自民「現職の壁は厚かった」 沖縄県知事選で玉城デニー氏の再選を受け

【東京】名護市辺野古の新基地建設に反対する玉城デニー氏の再選を受け、佐喜真淳氏を推薦した自民党の森山裕選対委員長は11日、党本部で取材に応じ「日々大きな手応えを感じていたが、2期目を目指す現職の壁は厚く、あと一歩及ばなかった」と述べた。

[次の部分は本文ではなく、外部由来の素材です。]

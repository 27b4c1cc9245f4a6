/*!
Type definitions for identifier types.

A [`NodeId`] is a handle to a node owned by a [`Graph`](crate::graph::Graph).
Nodes are never referenced by address. Every edge, every traversal output and
every caller holds a `NodeId` instead, which stays valid for as long as the
graph that issued it. Node identifiers are assigned in insertion order,
starting at `0`.

The identifier type clamps the range of permissible values to something that
always fits in a `u32`, an `i32` and a `usize` on all supported targets. Users
may rely on this to avoid panics or other logic bugs, but not for memory
safety.
*/

use core::{convert::TryFrom, mem, ops};

/// An identifier for a node in a graph.
///
/// A node ID is guaranteed to be representable by a `usize`. Similarly, the
/// number of nodes in any graph in this crate is guaranteed to be
/// representable by a `usize`.
///
/// # Representation
///
/// This type is always represented internally by a `u32` and is marked as
/// `repr(transparent)`. Thus, this type always has the same representation as
/// a `u32`.
///
/// # Indexing
///
/// For convenience, callers may use a `NodeId` to index slices.
#[repr(transparent)]
#[derive(
    Clone, Copy, Debug, Default, Eq, Hash, PartialEq, PartialOrd, Ord,
)]
pub struct NodeId(u32);

impl NodeId {
    /// The maximum node ID value.
    pub const MAX: NodeId =
        NodeId::new_unchecked(core::i32::MAX as usize - 1);

    /// The total number of nodes that are allowed in any single graph.
    pub const LIMIT: usize = NodeId::MAX.as_usize() + 1;

    /// The zero node ID value.
    pub const ZERO: NodeId = NodeId::new_unchecked(0);

    /// The number of bytes that a single `NodeId` uses in memory.
    pub const SIZE: usize = mem::size_of::<NodeId>();

    /// Create a new node ID.
    ///
    /// If the given identifier exceeds [`NodeId::MAX`], then this returns
    /// an error.
    #[inline]
    pub fn new(id: usize) -> Result<NodeId, NodeIdError> {
        NodeId::try_from(id)
    }

    /// Create a new node ID without checking whether the given value
    /// exceeds [`NodeId::MAX`].
    ///
    /// While this is unchecked, providing an incorrect value must never
    /// sacrifice memory safety.
    #[inline]
    pub const fn new_unchecked(id: usize) -> NodeId {
        NodeId(id as u32)
    }

    /// Like [`NodeId::new`], but panics if the given ID is not valid.
    #[inline]
    pub fn must(id: usize) -> NodeId {
        match NodeId::new(id) {
            Ok(id) => id,
            Err(err) => panic!("{}", err),
        }
    }

    /// Return this node ID as a `usize`.
    #[inline]
    pub const fn as_usize(&self) -> usize {
        self.0 as usize
    }

    /// Return the internal u32 of this node ID.
    #[inline]
    pub const fn as_u32(&self) -> u32 {
        self.0
    }

    /// Returns an iterator over all node IDs from 0 up to and not including
    /// the given length.
    ///
    /// If the given length exceeds [`NodeId::LIMIT`], then this panics.
    pub(crate) fn iter(len: usize) -> NodeIdIter {
        NodeIdIter::new(len)
    }
}

/// This error occurs when a node ID could not be constructed.
///
/// This occurs when given an integer exceeding the maximum node ID value.
#[derive(Clone, Debug, Eq, PartialEq)]
pub struct NodeIdError {
    attempted: u64,
}

impl NodeIdError {
    /// Returns the value that failed to constructed a node ID.
    pub fn attempted(&self) -> u64 {
        self.attempted
    }
}

#[cfg(feature = "std")]
impl std::error::Error for NodeIdError {}

impl core::fmt::Display for NodeIdError {
    fn fmt(&self, f: &mut core::fmt::Formatter) -> core::fmt::Result {
        write!(
            f,
            "failed to create NodeId from {:?}, which exceeds {:?}",
            self.attempted(),
            NodeId::MAX,
        )
    }
}

impl TryFrom<usize> for NodeId {
    type Error = NodeIdError;

    fn try_from(id: usize) -> Result<NodeId, NodeIdError> {
        if id > NodeId::MAX.as_usize() {
            return Err(NodeIdError { attempted: id as u64 });
        }
        Ok(NodeId::new_unchecked(id))
    }
}

#[derive(Clone, Debug)]
pub(crate) struct NodeIdIter {
    rng: ops::Range<usize>,
}

impl NodeIdIter {
    fn new(len: usize) -> NodeIdIter {
        assert!(
            len <= NodeId::LIMIT,
            "cannot create iterator with IDs when number of \
             elements exceed {:?}",
            NodeId::LIMIT,
        );
        NodeIdIter { rng: 0..len }
    }
}

impl Iterator for NodeIdIter {
    type Item = NodeId;

    fn next(&mut self) -> Option<NodeId> {
        if self.rng.start >= self.rng.end {
            return None;
        }
        let next_id = self.rng.start + 1;
        let id = mem::replace(&mut self.rng.start, next_id);
        // new_unchecked is OK since we asserted that the number of
        // elements in this iterator will fit in an ID at construction.
        Some(NodeId::new_unchecked(id))
    }
}

impl<T> ops::Index<NodeId> for [T] {
    type Output = T;

    #[inline]
    fn index(&self, index: NodeId) -> &T {
        &self[index.as_usize()]
    }
}

impl<T> ops::IndexMut<NodeId> for [T] {
    #[inline]
    fn index_mut(&mut self, index: NodeId) -> &mut T {
        &mut self[index.as_usize()]
    }
}

#[cfg(test)]
impl quickcheck::Arbitrary for NodeId {
    fn arbitrary(gen: &mut quickcheck::Gen) -> NodeId {
        use core::cmp::max;
        use quickcheck::Arbitrary;

        let id = max(i32::MIN + 1, i32::arbitrary(gen)).abs();
        if id > NodeId::MAX.as_u32() as i32 {
            NodeId::MAX
        } else {
            NodeId::new(usize::try_from(id).unwrap()).unwrap()
        }
    }
}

森山氏は「敗因を検証し、次の戦いに備えることが大事だ」と強調。玉城県政とは「連携すべきは連携し、国の考え方を理解いただくべきところはお願いしていくことに尽きる」と語った。辺野古新基地建設への影響は「辺野古移設方針は決まったもので、県民に理解いただけるように努力する」と否定した。
公明党の高木陽介選対委員長は談話で「誠に残念だ。知事には県政、国政と連携し、山積する課題に全力で取り組んでもらいたい」と求めた。
一方、玉城氏を推薦した立憲民主党の大串博志選対委員長は談話で「一貫した姿勢が支持を得た」と評価。「玉城氏を支え、岸田政権に正面から対峙(たいじ)する」と強調した。共産党の志位和夫委員長は「政権は結果を重く受け止め、新基地建設をきっぱり断念すべきだ」と記者団に語った。
談話で、れいわ新選組の山本太郎代表は「沖縄振興予算と基地受け入れをリンクさせる手法を政権は改める時だ」と批判。社民党の服部良一幹事長は「民意無視の移設の中止を求める」とした。(東京報道部・嘉良謙太朗)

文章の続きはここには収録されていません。